In rural Sindh, where local power structures are dominated by feudal landlords and religious figures, law enforcement often mirrors existing hierarchies rather than challenging them.
This dynamic has been observed in districts such as Sanghar, Mirpurkhas, Larkana, and Ghotki, where shrine-linked conversions have repeatedly surfaced.
In these areas, police inaction is not an aberration but part of a predictable chain that leads from abduction to court-sanctioned conversion.
Law exists, enforcement does not
Pakistan does not lack constitutional guarantees. Article 20 of the Constitution promises freedom of religion, while child protection laws set clear age thresholds for marriage.
Pakistan is also a signatory to international conventions, including the Convention on the Rights of the Child and the Convention on the Elimination of All Forms of Discrimination Against Women.
Yet legislative attempts to address forced conversions have stalled. In 2021, a proposed Prohibition of Forced Conversion Act was rejected by a parliamentary committee, despite mounting evidence and civil society advocacy.

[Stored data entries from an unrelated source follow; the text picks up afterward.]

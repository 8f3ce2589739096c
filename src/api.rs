//! HTTP API for the message assistant
//!
//! Every inbound operation is a POST against a session; state changes stream
//! back over SSE.

mod handlers;
mod sse;
mod types;

pub use handlers::create_router;
pub use types::*;

use crate::runtime::SessionManager;
use std::sync::Arc;

/// Application state shared across handlers
#[derive(Clone)]
pub struct AppState {
    pub sessions: Arc<SessionManager>,
}

impl AppState {
    pub fn new(sessions: Arc<SessionManager>) -> Self {
        Self { sessions }
    }
}
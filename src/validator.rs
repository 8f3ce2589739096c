//! Draft validation
//!
//! Enforces per-mode input rules before anything is dispatched. Validation is
//! pure: no I/O, no provider lookups, same answer for the same input.

use crate::catalog;
use crate::model::{Mode, ModeOptions};
use thiserror::Error;

/// Reasons a draft cannot be dispatched. All are user-correctable.
#[derive(Debug, Clone, PartialEq, Eq, Error)]
pub enum ValidationError {
    #[error("Message is empty")]
    EmptyInput,
    #[error("Unsupported target language: {0}")]
    UnsupportedLanguage(String),
    #[error("Unknown glossary: {0}")]
    UnsupportedGlossary(String),
    #[error("Unsupported tone preset: {0}")]
    UnsupportedTone(String),
    #[error("Select at least one refinement option")]
    NoOptionsSelected,
    #[error("Options for {options} submitted to the {mode} form")]
    ModeMismatch { mode: Mode, options: Mode },
}

impl ValidationError {
    pub fn kind(&self) -> &'static str {
        match self {
            ValidationError::EmptyInput => "empty_input",
            ValidationError::UnsupportedLanguage(_) => "unsupported_language",
            ValidationError::UnsupportedGlossary(_) => "unsupported_glossary",
            ValidationError::UnsupportedTone(_) => "unsupported_tone",
            ValidationError::NoOptionsSelected => "no_options_selected",
            ValidationError::ModeMismatch { .. } => "mode_mismatch",
        }
    }
}

/// Input that passed validation. Only [`validate`] can build one, so holding
/// a `ValidatedInput` is proof the rules were checked.
#[derive(Debug, Clone, PartialEq, Eq)]
pub struct ValidatedInput {
    mode: Mode,
    source_text: String,
    options: ModeOptions,
}

impl ValidatedInput {
    pub fn mode(&self) -> Mode {
        self.mode
    }

    /// The draft with surrounding whitespace removed
    pub fn source_text(&self) -> &str {
        &self.source_text
    }

    pub fn options(&self) -> &ModeOptions {
        &self.options
    }
}

/// Validate a form submission for `mode`
pub fn validate(
    mode: Mode,
    source_text: &str,
    options: ModeOptions,
) -> Result<ValidatedInput, ValidationError> {
    let trimmed = source_text.trim();
    if trimmed.is_empty() {
        return Err(ValidationError::EmptyInput);
    }

    if options.mode() != mode {
        return Err(ValidationError::ModeMismatch {
            mode,
            options: options.mode(),
        });
    }

    match &options {
        ModeOptions::Refine {
            grammar,
            clarity,
            conciseness,
        } => {
            if !(*grammar || *clarity || *conciseness) {
                return Err(ValidationError::NoOptionsSelected);
            }
        }
        ModeOptions::Translate {
            target_language,
            glossary,
        } => {
            if !catalog::is_supported_language(target_language) {
                return Err(ValidationError::UnsupportedLanguage(target_language.clone()));
            }
            if let Some(glossary) = glossary {
                if !catalog::is_known_glossary(glossary) {
                    return Err(ValidationError::UnsupportedGlossary(glossary.clone()));
                }
            }
        }
        ModeOptions::StyleTone { tone } => {
            if catalog::find_tone(tone).is_none() {
                return Err(ValidationError::UnsupportedTone(tone.clone()));
            }
        }
    }

    Ok(ValidatedInput {
        mode,
        source_text: trimmed.to_string(),
        options,
    })
}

The absence of specific, enforceable legislation leaves courts to operate within vague frameworks that consistently disadvantage minority victims.4
A federal silence
Responsibility for minority protection formally rests with both provincial and federal authorities. In practice, accountability is diffuse and easily evaded.
Provincial governments cite federal jurisdiction over religious affairs, while federal officials frame forced conversions as isolated social issues rather than systemic abuse.
This bureaucratic diffusion ensures that no single institution is compelled to act decisively.
Meanwhile, religious minorities—particularly Hindu Dalit communities—continue to migrate abroad, citing insecurity and the inability to protect their children.
Census data already reflects a steady decline in Pakistan’s Hindu population, a demographic shift that mirrors the erosion of trust in state protection.
International attention, domestic denial
International bodies have repeatedly flagged the issue.
Reports by Human Rights Watch, observations by UN Special Rapporteurs, and assessments by the United States Commission on International Religious Freedom have all highlighted forced conversions in Pakistan.
The European Parliament has also raised concerns through resolutions.
Pakistan’s official response has been consistent — dismissing criticism as interference or misrepresentation.
No sustained structural change has followed these international warnings, reinforcing the perception that reputational cost has not translated into domestic accountability.
A legacy that persists
For minority families in Sindh, forced conversions are not episodic shocks but part of a historical continuum.
From the mass abductions during Partition in 1947 to contemporary cases framed as voluntary religious choices, the underlying pattern remains unchanged.
Women and girls occupy the most vulnerable position in this hierarchy, their bodies and beliefs contested in the absence of state protection.
The Shahdadpur case underscored how swiftly childhood, consent, and family bonds can be overridden once coercion intersects with institutional indifference. Each case adds to a growing archive of loss that rarely results in punishment for perpetrators.
The cost of inaction
Forced conversions and marriages do not merely violate individual rights; they corrode the credibility of Pakistan’s legal and administrative systems.
When courts legitimise coerced consent and police decline to act, the state signals that minority citizenship is conditional.
For Hindu and Christian families in Sindh, this message is neither abstract nor rhetorical. It is lived daily, in fear measured by every unanswered knock at the door.